Sequence Localization of SeGPx in S. digitata Genome Contigs and Determination of its Presence in the Whole Worm Extract.

PURPOSE

Lymphatic filariasis, caused by three major filarial species, is marked by immune evasion strategies involving antioxidant enzymes. The role of selenium-dependent glutathione peroxidase (SeGPx) in this process remains underexplored. This study aimed to identify and characterise SeGPx in Setaria digitata, a genomic analogue of Wuchereria bancrofti, and evaluate its potential as a diagnostic antigen.

METHODS

segpx sequences were identified through bioinformatics tools, including BLAST and UniProt databases. Due to limited nematode entries, a validated SeGPx sequence from Lymnaea stagnalis was used as a proxy in PSI-BLAST to identify homologues. Enzymatic activity was confirmed through spectrophotometric assay and activity staining on SDS-PAGE to confirm its enzymatic activity and molecular mass confirmation.

RESULTS

The segpx gene was localised within the S. digitata genome data (Contig 127, nucleotides 56,000-58,000).

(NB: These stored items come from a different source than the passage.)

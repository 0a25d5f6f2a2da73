/// Geometry primitives shared by every layer.
///
/// Two coordinate kinds:
///   - `Cell`  — integer grid coordinates (what the rules reason about)
///   - `Vec2`  — continuous position (what the presentation interpolates)
///
/// Grid convention: x grows to the right, y grows downward (row index).
/// Cell (x, y) has its center at Vec2 (x, y).

#[derive(Clone, Copy, PartialEq, Eq, Hash, Debug, Default)]
pub struct Cell {
    pub x: i32,
    pub y: i32,
}

impl Cell {
    pub const fn new(x: i32, y: i32) -> Self {
        Cell { x, y }
    }

    pub fn offset(self, dx: i32, dy: i32) -> Cell {
        Cell { x: self.x + dx, y: self.y + dy }
    }

    pub fn center(self) -> Vec2 {
        Vec2 { x: self.x as f32, y: self.y as f32 }
    }
}

#[derive(Clone, Copy, PartialEq, Debug, Default)]
pub struct Vec2 {
    pub x: f32,
    pub y: f32,
}

impl Vec2 {
    pub const fn new(x: f32, y: f32) -> Self {
        Vec2 { x, y }
    }

    /// Linear interpolation; `t` is clamped to 0..=1.
    pub fn lerp(self, to: Vec2, t: f32) -> Vec2 {
        let t = t.clamp(0.0, 1.0);
        Vec2 {
            x: self.x + (to.x - self.x) * t,
            y: self.y + (to.y - self.y) * t,
        }
    }

    pub fn distance(self, other: Vec2) -> f32 {
        let dx = other.x - self.x;
        let dy = other.y - self.y;
        (dx * dx + dy * dy).sqrt()
    }

    /// Nearest grid cell (round half away from zero).
    pub fn nearest_cell(self) -> Cell {
        Cell { x: self.x.round() as i32, y: self.y.round() as i32 }
    }
}

/// Axis-aligned rectangle in world space. Both edges are inclusive,
/// so a cell lying on the boundary belongs to the zone.
#[derive(Clone, Copy, PartialEq, Debug)]
pub struct Bounds {
    pub min: Vec2,
    pub max: Vec2,
}

impl Bounds {
    /// Bounds covering the cells `x..x+w` × `y..y+h`.
    pub fn from_cells(x: i32, y: i32, w: u32, h: u32) -> Self {
        let w = w.max(1) as f32;
        let h = h.max(1) as f32;
        Bounds {
            min: Vec2::new(x as f32 - 0.5, y as f32 - 0.5),
            max: Vec2::new(x as f32 - 0.5 + w, y as f32 - 0.5 + h),
        }
    }

    pub fn contains(&self, p: Vec2) -> bool {
        p.x >= self.min.x && p.x <= self.max.x && p.y >= self.min.y && p.y <= self.max.y
    }

    /// First and last cell covered (inclusive), for camera fitting.
    pub fn cell_span(&self) -> (Cell, Cell) {
        let lo = Cell::new((self.min.x + 0.5).ceil() as i32, (self.min.y + 0.5).ceil() as i32);
        let hi = Cell::new((self.max.x - 0.5).floor() as i32, (self.max.y - 0.5).floor() as i32);
        (lo, hi)
    }
}

/// Four-way direction of a single grid step.
#[derive(Clone, Copy, PartialEq, Eq, Debug)]
pub enum Dir {
    Left,
    Right,
    Up,
    Down,
}

impl Dir {
    /// Cell delta in grid space (y down).
    pub fn delta(self) -> (i32, i32) {
        match self {
            Dir::Left => (-1, 0),
            Dir::Right => (1, 0),
            Dir::Up => (0, -1),
            Dir::Down => (0, 1),
        }
    }

    pub fn reverse(self) -> Dir {
        match self {
            Dir::Left => Dir::Right,
            Dir::Right => Dir::Left,
            Dir::Up => Dir::Down,
            Dir::Down => Dir::Up,
        }
    }

    pub fn from_delta(dx: i32, dy: i32) -> Option<Dir> {
        match (dx.signum(), dy.signum()) {
            (-1, 0) => Some(Dir::Left),
            (1, 0) => Some(Dir::Right),
            (0, -1) => Some(Dir::Up),
            (0, 1) => Some(Dir::Down),
            _ => None,
        }
    }
}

The enzyme assay showed a time-dependent decline in absorbance at 340 nm due to NADPH oxidation, plateauing after 13 min. Enzyme activity was calculated as 0.139 U, with a specific activity of 0.198 U/mg protein. A clear band at ~ 20 kDa was visualised via activity staining, confirming SeGPx presence.

CONCLUSION

Combined sequence-based identification and enzymatic validation confirm the functional presence of SeGPx in S. digitata. These findings support its role in oxidative stress mitigation and potential as a diagnostic antigen. The precise gene localisation offers a foundation for recombinant cloning, providing a streamlined alternative to conventional purification approaches for diagnostic development in filariasis.